Using t-Distributed Stochastic Neighbor Embedding (t-SNE) to visualize the two-dimensional unfolding of the sophon
In the famous science fiction novel The Three-Body Problem, the alien, named Trisolarans, created a kind of supercomputers, sophon, to spy on the Earth and disrupt all of Earth’s particle accelerators.
The sophon is made from a single proton, which is first unfolded from its eleven-dimensional form to a two-dimensional form, then etched, and finally folded back into the eleven-dimensional form.
When in the high-dimensional form, a sophon is minuscule to a low-dimensional observer. But when unfolded into its two-dimensional form, a sophon is enormous to a human observer, who is in the three-dimensional space.
This kind of transformation is very familiar to us who study machine learning: basically, it’s dimension reduction, among which principal component analysis (PCA) is best-known.
However, the sophon’s unfolding cannot be implemented by PCA because PCA is a linear transformation and hence a compressive mapping, which means that a sophon will only be smaller in lower dimensional spaces after this transformation.
Thus, the sophon’s unfolding can only be a nonlinear one. Then, what is it? No one knows, but I find it interesting to use t-Distributed Stochastic Neighbor Embedding (t-SNE) to “imagine” the sophon’s unfolding.
The method t-SNE is invented by Maaten and Hinton in 2008 and has since become very successful. It has the advantage that points close in the high-dimensional space tend to be also close when reduced to the low-dimensional space.
For this purpose, I made the video at the beginning of this post. Firstly, the sophon is in its eleven-dimensional form and is like a small ball when projected into the two-dimensional space. Different parts of the sophon are colored differently; points with the same color are considered close in the eleven-dimensional space.

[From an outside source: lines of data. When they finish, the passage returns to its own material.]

//! Terminal-side application state.
//!
//! Every user action is a [`Command`]. A
//! command may queue follow-ups (router
//! activations, reloads after a mutation)
//! which `dispatch` drains in order before
//! returning.

use std::collections::{
  BTreeSet,
  VecDeque
};
use std::path::PathBuf;

use chrono::NaiveDate;
use taskflow_shared::notice::{
  BACKUP_EXPORT_FAILED,
  BACKUP_EXPORTED,
  STATS_LOAD_FAILED,
  STATUS_UPDATE_FAILED,
  STATUS_UPDATED,
  TASK_CREATED,
  TASK_DELETE_FAILED,
  TASK_DELETED,
  TASK_LOAD_FAILED,
  TASK_SAVE_FAILED,
  TASK_UPDATED,
  TASKS_LOAD_FAILED
};
use taskflow_shared::router::{
  LIST_VIEW,
  STATS_VIEW
};
use taskflow_shared::{
  ApiError,
  DueAlerts,
  DueNotification,
  FilterState,
  LoadSequence,
  LoadTicket,
  Notice,
  QueryParams,
  Status,
  Task,
  TaskApi,
  TaskDraft,
  TaskStats,
  ViewRouter,
  ViewSurface,
  query
};
use tracing::{
  debug,
  error,
  info,
  instrument,
  warn
};
use uuid::Uuid;

use crate::backup;

#[derive(Debug, Clone, PartialEq)]
pub enum Command {
  Navigate(String),
  ApplyFilters(FilterState),
  ClearFilters,
  ReloadTasks,
  ReloadStats,
  OpenTask {
    id:   Uuid,
    mode: ModalMode
  },
  OpenCreate,
  CloseModal,
  SubmitTask {
    id:    Option<Uuid>,
    draft: TaskDraft
  },
  SetStatus {
    id:     Uuid,
    status: Status
  },
  DeleteTask {
    id: Uuid
  },
  ExportBackup {
    dir: PathBuf
  },
  CheckNotifications
}

impl Command {
  pub fn name(&self) -> &'static str {
    match self {
      | Command::Navigate(_) => "navigate",
      | Command::ApplyFilters(_) => {
        "apply-filters"
      }
      | Command::ClearFilters => {
        "clear-filters"
      }
      | Command::ReloadTasks => {
        "reload-tasks"
      }
      | Command::ReloadStats => {
        "reload-stats"
      }
      | Command::OpenTask { .. } => {
        "open-task"
      }
      | Command::OpenCreate => "open-create",
      | Command::CloseModal => "close-modal",
      | Command::SubmitTask { .. } => {
        "submit-task"
      }
      | Command::SetStatus { .. } => {
        "set-status"
      }
      | Command::DeleteTask { .. } => {
        "delete-task"
      }
      | Command::ExportBackup { .. } => {
        "export-backup"
      }
      | Command::CheckNotifications => {
        "check-notifications"
      }
    }
  }
}

#[derive(Debug, Clone, PartialEq)]
pub enum ListState {
  NotLoaded,
  Loading,
  Loaded(Vec<Task>),
  Failed
}

#[derive(
  Debug, Clone, Copy, PartialEq, Eq,
)]
pub enum ModalMode {
  Create,
  View,
  Edit
}

#[derive(Debug, Clone, PartialEq)]
pub struct ModalState {
  pub mode:  ModalMode,
  /// `None` in create mode.
  pub task:  Option<Task>,
  pub draft: TaskDraft
}

/// Terminal stand-in for the page: which
/// view panes are shown, which nav entry
/// is highlighted, and work queued by
/// router activations.
#[derive(Debug, Default)]
pub struct Screen {
  active: BTreeSet<String>,
  nav:    Option<String>,
  queued: VecDeque<Command>
}

impl Screen {
  pub fn is_active(
    &self,
    view: &str
  ) -> bool {
    self.active.contains(view)
  }

  pub fn nav(&self) -> Option<&str> {
    self.nav.as_deref()
  }

  fn queue(&mut self, command: Command) {
    debug!(command = command.name(), "queued follow-up");
    self.queued.push_back(command);
  }
}

impl ViewSurface for Screen {
  fn set_view_active(
    &mut self,
    view: &str,
    active: bool
  ) {
    if active {
      self.active.insert(view.to_string());
    } else {
      self.active.remove(view);
    }
  }

  fn set_nav_active(
    &mut self,
    view: &str
  ) {
    self.nav = Some(view.to_string());
  }
}

pub type Clock = Box<dyn Fn() -> NaiveDate>;

pub struct UiController<A> {
  api:         A,
  clock:       Clock,
  filters:     FilterState,
  list:        ListState,
  stats:       Option<TaskStats>,
  modal:       Option<ModalState>,
  notices:     Vec<Notice>,
  alerts:      Vec<DueNotification>,
  last_export: Option<PathBuf>,
  sequence:    LoadSequence,
  router:      ViewRouter<Screen>,
  screen:      Screen
}

impl<A: TaskApi> UiController<A> {
  pub fn new(api: A, clock: Clock) -> Self {
    let mut router = ViewRouter::new(LIST_VIEW);
    router.register(
      LIST_VIEW,
      |screen: &mut Screen| {
        screen.queue(Command::ReloadTasks)
      }
    );
    router.register(
      STATS_VIEW,
      |screen: &mut Screen| {
        screen.queue(Command::ReloadStats)
      }
    );

    Self {
      api,
      clock,
      filters: FilterState::default(),
      list: ListState::NotLoaded,
      stats: None,
      modal: None,
      notices: Vec::new(),
      alerts: Vec::new(),
      last_export: None,
      sequence: LoadSequence::new(),
      router,
      screen: Screen::default()
    }
  }

  pub fn api(&self) -> &A {
    &self.api
  }

  pub fn today(&self) -> NaiveDate {
    (self.clock)()
  }

  pub fn filters(&self) -> &FilterState {
    &self.filters
  }

  pub fn list(&self) -> &ListState {
    &self.list
  }

  /// Tasks from the last successful load.
  pub fn tasks(&self) -> &[Task] {
    match &self.list {
      | ListState::Loaded(tasks) => tasks,
      | _ => &[]
    }
  }

  pub fn stats(&self) -> Option<&TaskStats> {
    self.stats.as_ref()
  }

  pub fn modal(&self) -> Option<&ModalState> {
    self.modal.as_ref()
  }

  pub fn current_view(&self) -> &str {
    self.router.current_view()
  }

  pub fn screen(&self) -> &Screen {
    &self.screen
  }

  pub fn last_export(
    &self
  ) -> Option<&PathBuf> {
    self.last_export.as_ref()
  }

  pub fn take_notices(
    &mut self
  ) -> Vec<Notice> {
    std::mem::take(&mut self.notices)
  }

  pub fn take_alerts(
    &mut self
  ) -> Vec<DueNotification> {
    std::mem::take(&mut self.alerts)
  }

  /// Runs `command` and every follow-up it
  /// queues.
  #[instrument(skip(self, command), fields(command = command.name()))]
  pub async fn dispatch(
    &mut self,
    command: Command
  ) {
    self.screen.queue(command);
    while let Some(next) =
      self.screen.queued.pop_front()
    {
      self.run(next).await;
    }
  }

  /// First half of a list reload: marks
  /// the list as loading and tags the
  /// request.
  pub fn begin_load(
    &mut self
  ) -> (LoadTicket, QueryParams) {
    self.list = ListState::Loading;
    let ticket = self.sequence.begin();
    let params =
      query::build(&self.filters, self.today());
    debug!(?ticket, params = ?params, "starting task load");
    (ticket, params)
  }

  /// Second half of a list reload. Returns
  /// `false` when a newer load has started
  /// since `ticket` was issued; the result
  /// is then dropped.
  pub fn finish_load(
    &mut self,
    ticket: LoadTicket,
    result: Result<Vec<Task>, ApiError>
  ) -> bool {
    if !self.sequence.is_current(ticket) {
      return false;
    }
    match result {
      | Ok(tasks) => {
        info!(count = tasks.len(), "tasks loaded");
        self.list = ListState::Loaded(tasks);
      }
      | Err(err) => {
        error!(error = %err, "failed to load tasks");
        self.list = ListState::Failed;
        self.notices.push(Notice::error(
          TASKS_LOAD_FAILED
        ));
      }
    }
    true
  }

  async fn run(&mut self, command: Command) {
    debug!(command = command.name(), "running command");
    match command {
      | Command::Navigate(view) => {
        if !self
          .router
          .navigate(&view, &mut self.screen)
        {
          warn!(view = %view, "unknown view");
        }
      }
      | Command::ApplyFilters(filters) => {
        debug!(?filters, "applying filters");
        self.filters = filters;
        self.screen.queue(Command::ReloadTasks);
      }
      | Command::ClearFilters => {
        self.filters.clear();
        self.screen.queue(Command::ReloadTasks);
      }
      | Command::ReloadTasks => {
        let (ticket, params) = self.begin_load();
        let result =
          self.api.list_tasks(&params).await;
        self.finish_load(ticket, result);
      }
      | Command::ReloadStats => {
        self.reload_stats().await
      }
      | Command::OpenTask { id, mode } => {
        self.open_task(id, mode).await
      }
      | Command::OpenCreate => {
        self.modal = Some(ModalState {
          mode:  ModalMode::Create,
          task:  None,
          draft: TaskDraft::default()
        });
      }
      | Command::CloseModal => {
        self.modal = None;
      }
      | Command::SubmitTask { id, draft } => {
        self.submit(id, draft).await
      }
      | Command::SetStatus { id, status } => {
        self.set_status(id, status).await
      }
      | Command::DeleteTask { id } => {
        self.delete(id).await
      }
      | Command::ExportBackup { dir } => {
        self.export(dir).await
      }
      | Command::CheckNotifications => {
        self.check_notifications().await
      }
    }
  }

  async fn reload_stats(&mut self) {
    match self.api.stats().await {
      | Ok(stats) => {
        debug!(?stats, "statistics loaded");
        self.stats = Some(stats);
      }
      | Err(err) => {
        error!(error = %err, "failed to load statistics");
        self.notices.push(Notice::error(
          STATS_LOAD_FAILED
        ));
      }
    }
  }

  async fn open_task(
    &mut self,
    id: Uuid,
    mode: ModalMode
  ) {
    match self.api.get_task(id).await {
      | Ok(task) => {
        let draft = task.to_draft();
        self.modal = Some(ModalState {
          mode,
          task: Some(task),
          draft
        });
      }
      | Err(err) => {
        error!(task = %id, error = %err, "failed to load task");
        self.modal = None;
        self.notices.push(Notice::error(
          TASK_LOAD_FAILED
        ));
      }
    }
  }

  async fn submit(
    &mut self,
    id: Option<Uuid>,
    draft: TaskDraft
  ) {
    if let Err(err) = draft.validate() {
      warn!(error = %err, "rejected draft");
      self
        .notices
        .push(Notice::error(err.to_string()));
      return;
    }

    let (result, success) = match id {
      | Some(id) => {
        (
          self.api.update_task(id, &draft).await,
          TASK_UPDATED
        )
      }
      | None => {
        (
          self.api.create_task(&draft).await,
          TASK_CREATED
        )
      }
    };

    match result {
      | Ok(task) => {
        info!(task = %task.id, "task saved");
        self.notices.push(Notice::success(success));
        self.modal = None;
        self.after_mutation();
      }
      | Err(err) => {
        error!(error = %err, "failed to save task");
        if let Some(modal) = self.modal.as_mut() {
          modal.draft = draft;
        }
        self.notices.push(Notice::error(
          TASK_SAVE_FAILED
        ));
      }
    }
  }

  async fn set_status(
    &mut self,
    id: Uuid,
    status: Status
  ) {
    match self.api.set_status(id, status).await
    {
      | Ok(task) => {
        info!(task = %task.id, status = %task.status, "status updated");
        self.notices.push(Notice::success(
          STATUS_UPDATED
        ));
        self.after_mutation();
      }
      | Err(err) => {
        error!(task = %id, error = %err, "failed to update status");
        self.notices.push(Notice::error(
          STATUS_UPDATE_FAILED
        ));
      }
    }
  }

  async fn delete(&mut self, id: Uuid) {
    match self.api.delete_task(id).await {
      | Ok(()) => {
        info!(task = %id, "task deleted");
        self.notices.push(Notice::success(
          TASK_DELETED
        ));
        self.modal = None;
        self.after_mutation();
      }
      | Err(err) => {
        error!(task = %id, error = %err, "failed to delete task");
        self.notices.push(Notice::error(
          TASK_DELETE_FAILED
        ));
      }
    }
  }

  async fn export(&mut self, dir: PathBuf) {
    let today = self.today();
    let saved = match self
      .api
      .export_backup()
      .await
    {
      | Ok(file) => {
        backup::save(&dir, &file, today)
      }
      | Err(err) => Err(err.into())
    };

    match saved {
      | Ok(path) => {
        self.last_export = Some(path);
        self.notices.push(Notice::success(
          BACKUP_EXPORTED
        ));
      }
      | Err(err) => {
        let message = format!("{err:#}");
        error!(error = %message, "failed to export backup");
        self.notices.push(Notice::error(
          BACKUP_EXPORT_FAILED
        ));
      }
    }
  }

  /// Unfiltered fetch; failures are only
  /// logged.
  async fn check_notifications(&mut self) {
    let today = self.today();
    match self
      .api
      .list_tasks(&QueryParams::default())
      .await
    {
      | Ok(tasks) => {
        let alerts =
          DueAlerts::collect(&tasks, today);
        self.alerts = alerts.notifications();
      }
      | Err(err) => {
        warn!(error = %err, "notification check failed");
      }
    }
  }

  fn after_mutation(&mut self) {
    self.screen.queue(Command::ReloadTasks);
    if self.router.current_view()
      == STATS_VIEW
    {
      self.screen.queue(Command::ReloadStats);
    }
  }
}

Then, the sophon starts to unfold. Points with the same color attract each other, while points with different colors push each other away. Sometimes, the points with the same color cannot move together because the path connecting them is “occupied” by points with different colors. In this case, the sophon needs to further enlarge its volume to create room for these points to move together.
At the end, the sophon breaks into four parts. In the video, I intentionally set a large distance (in the eleven-dimensional space) for points with different colors. It is reasonable to imagine that the four parts can be closer if I set a smaller distance.
In the novel, at the end, the entire solar system was reduced to a two-dimensional space. This inspires me to apply t-SNE on real-world objects, such as the Eiffel Tower. The two-dimensional Eiffel Tower must be a wonderful piece of art, I believe. Maybe the next project?